Giotto Biotech, S.r.l, Via Madonna del Piano 6, 50019 Sesto Fiorentino, Italy.
Department of Surgery and Translational Medicine, School of Medicine, Careggi University Hospital, Largo Brambilla 3, 50134 Florence, Italy.
Int J Mol Sci. 2018 Oct 23;19(11):3288. doi: 10.3390/ijms19113288.

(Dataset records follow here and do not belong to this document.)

// File: ./src/schedule.rs
// Day-grouped calendar views over shipments and installations.
use crate::model::display::format_short_date;
use crate::model::item::NO_DATE_LABEL;
use crate::model::{Installation, Shipment};
use chrono::NaiveDate;

/// Anything that can be placed on the day calendar.
pub trait ScheduleItem {
    fn project(&self) -> &str;
    fn date(&self) -> Option<NaiveDate>;
    fn day_name(&self) -> Option<&str>;
    /// Person shown next to the project.
    fn crew(&self) -> &str;
    fn icon(&self) -> &'static str;

    /// Grouping key: the day label, else the short date, else "БЕЗ ДАТЫ".
    fn day_key(&self) -> String {
        match (self.day_name().filter(|d| !d.is_empty()), self.date()) {
            (Some(day), _) => day.to_string(),
            (None, Some(date)) => format_short_date(date),
            (None, None) => NO_DATE_LABEL.to_string(),
        }
    }
}

impl ScheduleItem for Shipment {
    fn project(&self) -> &str {
        &self.project
    }
    fn date(&self) -> Option<NaiveDate> {
        self.date
    }
    fn day_name(&self) -> Option<&str> {
        self.day_name.as_deref()
    }
    fn crew(&self) -> &str {
        Shipment::crew(self)
    }
    fn icon(&self) -> &'static str {
        "📦"
    }
}

impl ScheduleItem for Installation {
    fn project(&self) -> &str {
        &self.project
    }
    fn date(&self) -> Option<NaiveDate> {
        self.date
    }
    fn day_name(&self) -> Option<&str> {
        Some(&self.day_name)
    }
    fn crew(&self) -> &str {
        &self.installer
    }
    fn icon(&self) -> &'static str {
        "🔧"
    }
}

/// Shipments and installations on one calendar. A shipment shows its installer first here.
#[derive(Debug, Clone, Copy)]
pub enum PlanItem<'a> {
    Shipment(&'a Shipment),
    Installation(&'a Installation),
}

impl ScheduleItem for PlanItem<'_> {
    fn project(&self) -> &str {
        match self {
            PlanItem::Shipment(s) => &s.project,
            PlanItem::Installation(i) => &i.project,
        }
    }
    fn date(&self) -> Option<NaiveDate> {
        match self {
            PlanItem::Shipment(s) => s.date,
            PlanItem::Installation(i) => i.date,
        }
    }
    fn day_name(&self) -> Option<&str> {
        match self {
            PlanItem::Shipment(s) => s.day_name.as_deref(),
            PlanItem::Installation(i) => Some(&i.day_name),
        }
    }
    fn crew(&self) -> &str {
        match self {
            PlanItem::Shipment(s) if !s.installer.is_empty() => &s.installer,
            PlanItem::Shipment(s) => &s.assembler,
            PlanItem::Installation(i) => &i.installer,
        }
    }
    fn icon(&self) -> &'static str {
        match self {
            PlanItem::Shipment(s) => s.icon(),
            PlanItem::Installation(i) => i.icon(),
        }
    }
}

/// Installations first, then shipments, as one list.
pub fn overlay<'a>(
    installations: &'a [Installation],
    shipments: &'a [Shipment],
) -> Vec<PlanItem<'a>> {
    installations
        .iter()
        .map(PlanItem::Installation)
        .chain(shipments.iter().map(PlanItem::Shipment))
        .collect()
}

#[derive(Debug, Clone)]
pub struct DayGroup<'a, T> {
    pub key: String,
    /// Date of the first item that opened the group.
    pub date: Option<NaiveDate>,
    pub items: Vec<&'a T>,
}

impl<T> DayGroup<'_, T> {
    /// "ПОНЕДЕЛЬНИК · 27 окт", or just the key when the group has no date or is keyed by it.
    pub fn header(&self) -> String {
        match self.date.map(format_short_date) {
            Some(date) if date != self.key => format!("{} · {}", self.key, date),
            _ => self.key.clone(),
        }
    }
}

/// Groups items by `day_key` in first-seen order, then orders the groups: "БЕЗ ДАТЫ" first,
/// the rest by group date with undated groups ahead of dated ones. Equal dates keep
/// first-seen order.
pub fn group_by_day<'a, T: ScheduleItem>(
    items: impl IntoIterator<Item = &'a T>,
) -> Vec<DayGroup<'a, T>> {
    let mut groups: Vec<DayGroup<'a, T>> = Vec::new();
    for item in items {
        let key = item.day_key();
        match groups.iter().position(|g| g.key == key) {
            Some(idx) => groups[idx].items.push(item),
            None => groups.push(DayGroup {
                key,
                date: item.date(),
                items: vec![item],
            }),
        }
    }
    groups.sort_by_key(|g| (g.key != NO_DATE_LABEL, g.date));
    groups
}

/// How soon a shipment leaves, relative to today.
#[derive(Debug, Clone, Copy, PartialEq, Eq)]
pub enum Urgency {
    Overdue(i64),
    Today,
    Soon(i64),
    Later(i64),
    Undated,
}

/// Shipments this many days out or closer are flagged as urgent.
pub const URGENT_DAYS: i64 = 2;

impl Urgency {
    pub fn of(date: Option<NaiveDate>, today: NaiveDate) -> Self {
        let Some(date) = date else {
            return Urgency::Undated;
        };
        match (date - today).num_days() {
            d if d < 0 => Urgency::Overdue(-d),
            0 => Urgency::Today,
            d if d <= URGENT_DAYS => Urgency::Soon(d),
            d => Urgency::Later(d),
        }
    }

    pub fn is_urgent(&self) -> bool {
        matches!(self, Urgency::Overdue(_) | Urgency::Today | Urgency::Soon(_))
    }

    pub fn label(&self) -> String {
        match self {
            Urgency::Overdue(d) => format!("Просрочено {} дн", d),
            Urgency::Today => "Сегодня!".to_string(),
            Urgency::Soon(d) | Urgency::Later(d) => format!("Через {} дн", d),
            Urgency::Undated => "Нет даты".to_string(),
        }
    }
}

#[cfg(test)]
mod tests {
    use super::*;
    use chrono::{TimeZone, Utc};

    fn d(m: u32, day: u32) -> NaiveDate {
        NaiveDate::from_ymd_opt(2025, m, day).unwrap()
    }

    #[test]
    fn test_urgency_labels() {
        let today = d(10, 20);
        assert_eq!(Urgency::of(Some(d(10, 18)), today).label(), "Просрочено 2 дн");
        assert_eq!(Urgency::of(Some(today), today).label(), "Сегодня!");
        assert_eq!(Urgency::of(Some(d(10, 22)), today), Urgency::Soon(2));
        assert!(!Urgency::of(Some(d(10, 25)), today).is_urgent());
        assert_eq!(Urgency::of(None, today).label(), "Нет даты");
    }

    #[test]
    fn test_overlay_crew_prefers_installer() {
        let stamp = Utc.with_ymd_and_hms(2025, 10, 20, 9, 0, 0).unwrap();
        let mut ship = Shipment::new("Левел", Some(d(10, 27)), stamp);
        ship.assembler = "Петров".to_string();
        ship.installer = "Денис".to_string();
        assert_eq!(ScheduleItem::crew(&ship), "Петров");
        assert_eq!(PlanItem::Shipment(&ship).crew(), "Денис");
    }

    #[test]
    fn test_day_key_fallbacks() {
        let stamp = Utc.with_ymd_and_hms(2025, 10, 20, 9, 0, 0).unwrap();
        let mut ship = Shipment::new("Левел", Some(d(11, 5)), stamp);
        assert_eq!(ship.day_key(), "5 ноя");
        ship.day_name = Some("СРЕДА".to_string());
        assert_eq!(ship.day_key(), "СРЕДА");
        ship.day_name = None;
        ship.date = None;
        assert_eq!(ship.day_key(), NO_DATE_LABEL);
    }
}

Precision medicine may significantly contribute to rapid disease diagnosis and targeted therapy, but relies on the availability of detailed, subject specific, clinical information. Proton nuclear magnetic resonance (¹H⁻NMR) spectroscopy of body fluids can extract individual metabolic fingerprints. Herein, we studied 64 patients admitted to the Florence main hospital emergency room with severe abdominal pain. A blood sample was drawn from each patient at admission, and the corresponding sera underwent ¹H⁻NMR metabolomics fingerprinting. Unsupervised Principal Component Analysis (PCA) analysis showed a significant discrimination between a group of patients with symptoms of upper abdominal pain and a second group consisting of patients with diffuse abdominal/intestinal pain. Prompted by this observation, supervised statistical analysis (Orthogonal Partial Least Squares⁻Discriminant Analysis (OPLS-DA)) showed a very good discrimination (>90%) between the two groups of symptoms. This is a surprising finding, given that neither of the two symptoms points directly to a specific disease among those studied here. Actually herein, upper abdominal pain may result from either symptomatic gallstones, cholecystitis, or pancreatitis, while diffuse abdominal/intestinal pain may result from either intestinal ischemia, strangulated obstruction, or mechanical obstruction. Although limited by the small number of samples from each of these six conditions, discrimination of these diseases was attempted. In the first symptom group, >70% discrimination accuracy was obtained among symptomatic gallstones, pancreatitis, and cholecystitis, while for the second symptom group >85% classification accuracy was obtained for intestinal ischemia, strangulated obstruction, and mechanical obstruction. No single metabolite stands up as a possible biomarker for any of these diseases, while the contribution of the whole ¹H⁻NMR serum fingerprint seems to be a promising candidate, to be confirmed on larger cohorts, as a first-line discriminator for these diseases.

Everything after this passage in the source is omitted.